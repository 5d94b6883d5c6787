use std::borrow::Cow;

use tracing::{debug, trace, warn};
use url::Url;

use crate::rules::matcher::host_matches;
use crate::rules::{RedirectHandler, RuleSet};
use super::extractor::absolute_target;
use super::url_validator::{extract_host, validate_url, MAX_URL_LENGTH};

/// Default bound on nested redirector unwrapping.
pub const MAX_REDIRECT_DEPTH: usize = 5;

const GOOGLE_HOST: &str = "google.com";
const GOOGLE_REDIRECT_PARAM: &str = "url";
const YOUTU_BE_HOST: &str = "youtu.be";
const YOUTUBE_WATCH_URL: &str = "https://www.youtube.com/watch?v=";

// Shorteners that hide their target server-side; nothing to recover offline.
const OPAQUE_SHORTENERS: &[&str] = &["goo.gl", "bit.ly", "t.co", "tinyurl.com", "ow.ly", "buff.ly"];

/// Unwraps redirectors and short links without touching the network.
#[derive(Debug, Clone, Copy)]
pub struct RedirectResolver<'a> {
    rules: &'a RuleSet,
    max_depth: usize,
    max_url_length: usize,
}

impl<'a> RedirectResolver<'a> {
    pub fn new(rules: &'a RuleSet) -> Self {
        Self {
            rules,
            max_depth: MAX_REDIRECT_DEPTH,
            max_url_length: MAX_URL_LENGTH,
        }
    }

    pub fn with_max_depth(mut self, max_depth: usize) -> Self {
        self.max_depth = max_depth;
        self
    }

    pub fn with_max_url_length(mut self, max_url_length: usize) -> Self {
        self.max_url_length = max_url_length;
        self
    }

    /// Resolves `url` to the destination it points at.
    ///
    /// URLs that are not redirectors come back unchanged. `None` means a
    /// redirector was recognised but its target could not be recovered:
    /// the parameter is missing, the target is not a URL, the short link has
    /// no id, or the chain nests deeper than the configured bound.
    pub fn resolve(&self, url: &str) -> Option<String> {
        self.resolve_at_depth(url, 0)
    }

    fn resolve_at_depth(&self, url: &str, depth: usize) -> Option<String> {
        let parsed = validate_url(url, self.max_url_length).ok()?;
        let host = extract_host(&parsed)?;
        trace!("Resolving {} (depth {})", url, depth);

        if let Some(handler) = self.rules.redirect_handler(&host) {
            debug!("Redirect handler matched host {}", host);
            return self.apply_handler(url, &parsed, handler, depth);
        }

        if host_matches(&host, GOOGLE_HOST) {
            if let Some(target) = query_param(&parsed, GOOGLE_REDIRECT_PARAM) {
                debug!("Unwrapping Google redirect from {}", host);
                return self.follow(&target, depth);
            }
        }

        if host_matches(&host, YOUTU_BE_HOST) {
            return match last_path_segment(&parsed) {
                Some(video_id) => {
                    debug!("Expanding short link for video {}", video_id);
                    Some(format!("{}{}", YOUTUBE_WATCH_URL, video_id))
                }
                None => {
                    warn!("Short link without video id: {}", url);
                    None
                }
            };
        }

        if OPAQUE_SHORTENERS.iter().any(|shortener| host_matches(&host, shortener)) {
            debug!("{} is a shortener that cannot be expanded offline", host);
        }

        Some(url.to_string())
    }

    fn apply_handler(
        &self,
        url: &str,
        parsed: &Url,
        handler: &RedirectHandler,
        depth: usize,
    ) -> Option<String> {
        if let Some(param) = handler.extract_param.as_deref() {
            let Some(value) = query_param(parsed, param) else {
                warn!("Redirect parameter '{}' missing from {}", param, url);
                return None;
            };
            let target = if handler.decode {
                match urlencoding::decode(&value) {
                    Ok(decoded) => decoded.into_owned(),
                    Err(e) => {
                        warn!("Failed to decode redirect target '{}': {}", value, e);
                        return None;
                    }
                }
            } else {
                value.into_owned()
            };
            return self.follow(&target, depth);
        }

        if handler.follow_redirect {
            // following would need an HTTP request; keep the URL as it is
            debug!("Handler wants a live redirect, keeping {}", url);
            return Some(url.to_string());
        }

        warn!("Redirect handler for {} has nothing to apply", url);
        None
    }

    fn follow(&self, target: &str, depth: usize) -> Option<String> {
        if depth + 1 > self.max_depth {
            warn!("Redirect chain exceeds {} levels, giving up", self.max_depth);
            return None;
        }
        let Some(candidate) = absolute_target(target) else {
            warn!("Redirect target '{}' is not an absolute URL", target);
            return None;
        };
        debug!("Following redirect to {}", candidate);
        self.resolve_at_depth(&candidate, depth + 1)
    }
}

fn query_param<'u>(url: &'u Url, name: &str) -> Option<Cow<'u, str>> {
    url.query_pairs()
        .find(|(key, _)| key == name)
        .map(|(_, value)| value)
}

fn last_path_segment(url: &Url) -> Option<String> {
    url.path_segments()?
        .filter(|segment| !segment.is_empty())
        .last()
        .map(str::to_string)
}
* * *
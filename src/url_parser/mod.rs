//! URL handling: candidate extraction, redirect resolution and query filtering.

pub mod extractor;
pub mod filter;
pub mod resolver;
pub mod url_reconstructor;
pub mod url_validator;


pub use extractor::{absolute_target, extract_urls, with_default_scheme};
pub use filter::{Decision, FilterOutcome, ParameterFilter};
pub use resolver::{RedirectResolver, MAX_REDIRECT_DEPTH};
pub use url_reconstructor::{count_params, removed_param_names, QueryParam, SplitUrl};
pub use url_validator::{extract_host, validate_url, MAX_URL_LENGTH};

- [WORK ORDER]:
Everything above from the line containing "repository 5d94b6883d5c6787" through the line containing "pub const MAX_REDIRECT_DEPTH: usize = 5;" must be copied exactly. Nothing outside that range belongs in the answer.

- [EXERCISE RESPONSE]:
repository 5d94b6883d5c6787
use std::borrow::Cow;

use tracing::{debug, trace, warn};
use url::Url;

use crate::rules::matcher::host_matches;
use crate::rules::{RedirectHandler, RuleSet};
use super::extractor::absolute_target;
use super::url_validator::{extract_host, validate_url, MAX_URL_LENGTH};

/// Default bound on nested redirector unwrapping.
pub const MAX_REDIRECT_DEPTH: usize = 5;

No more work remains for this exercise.